Physics grad student named Congressional Science and Engineering Fellow

Physics graduate student Jeremy W. Ward, who successfully defended his thesis in April, has been selected as the 2015-2016 MRS/TMS Congressional Science and Engineering Fellow.

Ward’s thesis, “Enhancing the Electrical Performance of Organic Field-Effect Transistors Through Interface Engineering,” was completed under the direction of assistant professor of physics Oana Jurchescu.

“This is a wonderful accomplishment for Jeremy and very well deserved. Jeremy was an excellent graduate student and I owe him much of the success of my newly established research program,” Jurchescu said. “In addition, for the last three years of his graduate studies he was supported by a National Science Foundation fellowship, a highly selective honor given to less than 10 percent of the applicants.”

Ward was selected to serve a one-year term working as a special legislative assistant on the staff of a member of Congress or congressional committee by The Materials Research Society (MRS) and The Minerals, Metals & Materials Society (TMS).

He will begin his fellowship in early September in Washington, D.C.

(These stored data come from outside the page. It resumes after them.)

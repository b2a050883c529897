use crate::config::AppConfig;
use crate::errors::ServiceError;
use sea_orm::{
    ConnectOptions, Database, DatabaseConnection, DatabaseTransaction, DbErr, TransactionTrait,
};
use sea_orm_migration::MigratorTrait;
use std::future::Future;
use std::pin::Pin;
use std::sync::Arc;
use std::time::Duration;
use tracing::{debug, error, info, warn};
use uuid::Uuid;

/// Type alias for a database connection pool
pub type DbPool = DatabaseConnection;

/// Configuration for database connection
#[derive(Debug, Clone)]
pub struct DbConfig {
    /// Database connection URL
    pub url: String,
    /// Maximum number of connections
    pub max_connections: u32,
    /// Minimum number of connections
    pub min_connections: u32,
    /// Connection timeout duration
    pub connect_timeout: Duration,
    /// Idle timeout duration
    pub idle_timeout: Duration,
    /// Acquire connection timeout
    pub acquire_timeout: Duration,
}

impl Default for DbConfig {
    fn default() -> Self {
        Self {
            url: String::new(),
            max_connections: 10,
            min_connections: 1,
            connect_timeout: Duration::from_secs(30),
            idle_timeout: Duration::from_secs(600),
            acquire_timeout: Duration::from_secs(8),
        }
    }
}

impl From<&AppConfig> for DbConfig {
    fn from(cfg: &AppConfig) -> Self {
        Self {
            url: cfg.database_url.clone(),
            max_connections: cfg.db_max_connections,
            min_connections: cfg.db_min_connections,
            connect_timeout: Duration::from_secs(cfg.db_connect_timeout_secs),
            idle_timeout: Duration::from_secs(cfg.db_idle_timeout_secs),
            acquire_timeout: Duration::from_secs(cfg.db_acquire_timeout_secs),
        }
    }
}

/// Establishes a connection pool to the database
///
/// # Errors
/// Returns a `ServiceError` if the connection cannot be established
pub async fn establish_connection(database_url: &str) -> Result<DbPool, ServiceError> {
    let config = DbConfig {
        url: database_url.to_string(),
        ..Default::default()
    };

    establish_connection_with_config(&config).await
}

/// Establishes a connection pool to the database with custom configuration
pub async fn establish_connection_with_config(config: &DbConfig) -> Result<DbPool, ServiceError> {
    debug!(
        max_connections = config.max_connections,
        min_connections = config.min_connections,
        "Configuring database connection"
    );

    let mut opt = ConnectOptions::new(config.url.clone());

    opt.max_connections(config.max_connections)
        .min_connections(config.min_connections)
        .connect_timeout(config.connect_timeout)
        .acquire_timeout(config.acquire_timeout)
        .idle_timeout(config.idle_timeout)
        .sqlx_logging(true);

    info!(
        "Connecting to database with max_connections={}",
        config.max_connections
    );

    let db_pool = Database::connect(opt).await.map_err(|e| {
        error!(error = %e, "Database connection establishment failed");
        ServiceError::DatabaseError(e)
    })?;

    info!("Database connection pool established successfully");

    Ok(db_pool)
}

/// Establish DB pool using AppConfig tuning
pub async fn establish_connection_from_app_config(cfg: &AppConfig) -> Result<DbPool, ServiceError> {
    let db_cfg: DbConfig = cfg.into();
    establish_connection_with_config(&db_cfg).await
}

/// Boxed future borrowed from an open transaction
pub type TxFuture<'a, T> = Pin<Box<dyn Future<Output = Result<T, ServiceError>> + Send + 'a>>;

/// Shared database capability handed to every service.
///
/// One-shot statements go through [`DatabaseAccess::conn`]; multi-statement
/// work goes through [`DatabaseAccess::transaction`], which holds a dedicated
/// connection for the whole closure.
#[derive(Debug, Clone)]
pub struct DatabaseAccess {
    pool: Arc<DbPool>,
}

impl DatabaseAccess {
    /// Create a new database access instance
    pub fn new(pool: Arc<DbPool>) -> Self {
        Self { pool }
    }

    /// Get a reference to the connection pool
    pub fn conn(&self) -> &DbPool {
        &self.pool
    }

    /// Runs `f` inside a transaction.
    ///
    /// Commits when `f` returns `Ok`; otherwise every statement issued
    /// through the transaction is rolled back. The connection returns to
    /// the pool in all cases, including when commit or rollback fail.
    pub async fn transaction<T, F>(&self, f: F) -> Result<T, ServiceError>
    where
        T: Send,
        F: for<'a> FnOnce(&'a DatabaseTransaction) -> TxFuture<'a, T> + Send,
    {
        let transaction_id = Uuid::new_v4();
        let start = std::time::Instant::now();

        debug!(transaction_id = %transaction_id, "Starting database transaction");

        let txn = self.pool.begin().await.map_err(|e| {
            error!(transaction_id = %transaction_id, error = %e, "Failed to start transaction");
            ServiceError::DatabaseError(e)
        })?;

        match f(&txn).await {
            Ok(value) => {
                txn.commit().await.map_err(|e| {
                    error!(transaction_id = %transaction_id, error = %e, "Transaction commit failed");
                    ServiceError::DatabaseError(e)
                })?;
                debug!(
                    transaction_id = %transaction_id,
                    "Transaction committed successfully in {:?}",
                    start.elapsed()
                );
                Ok(value)
            }
            Err(err) => {
                if let Err(rollback_err) = txn.rollback().await {
                    error!(
                        transaction_id = %transaction_id,
                        error = %rollback_err,
                        "Transaction rollback failed"
                    );
                }
                warn!(
                    transaction_id = %transaction_id,
                    error = %err,
                    "Transaction rolled back after {:?}",
                    start.elapsed()
                );
                Err(err)
            }
        }
    }
}

/// Runs database migrations
///
/// # Errors
/// Returns a `ServiceError` if migrations fail to execute
pub async fn run_migrations(pool: &DbPool) -> Result<(), ServiceError> {
    info!("Running database migrations");
    let start = std::time::Instant::now();

    let result = crate::migrator::Migrator::up(pool, None)
        .await
        .map_err(ServiceError::DatabaseError);

    let elapsed = start.elapsed();
    match &result {
        Ok(_) => info!(
            "Database migrations completed successfully in {:?}",
            elapsed
        ),
        Err(e) => error!("Database migrations failed after {:?}: {}", elapsed, e),
    }

    result
}

/// Checks if the database connection is active
pub async fn check_connection(pool: &DbPool) -> Result<(), ServiceError> {
    debug!("Checking database connection");
    let start = std::time::Instant::now();

    let result = pool.ping().await.map_err(ServiceError::DatabaseError);

    let elapsed = start.elapsed();
    match &result {
        Ok(_) => debug!("Database connection check successful in {:?}", elapsed),
        Err(e) => error!(
            "Database connection check failed after {:?}: {}",
            elapsed, e
        ),
    }

    result
}

/// Closes the database connection pool
pub async fn close_pool(pool: DbPool) -> Result<(), ServiceError> {
    info!("Closing database connection pool");

    pool.close().await.map_err(ServiceError::DatabaseError)
}

/// Maps "zero rows touched" from an update into a not-found error.
pub fn not_found_on_unchanged(err: DbErr, what: &str) -> ServiceError {
    match err {
        DbErr::RecordNotUpdated | DbErr::RecordNotFound(_) => {
            ServiceError::NotFound(format!("{} not found", what))
        }
        other => ServiceError::DatabaseError(other),
    }
}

“Science, to me, is more than the culmination of facts and equations,” said Ward. “It is the combination of those, with the ability to view a problem from a variety of perspectives and then use those perspectives to generate creative solutions.”

The purpose of the Congressional Fellowships program is to bring technical and scientific backgrounds and external perspectives to the decision-making process in Congress.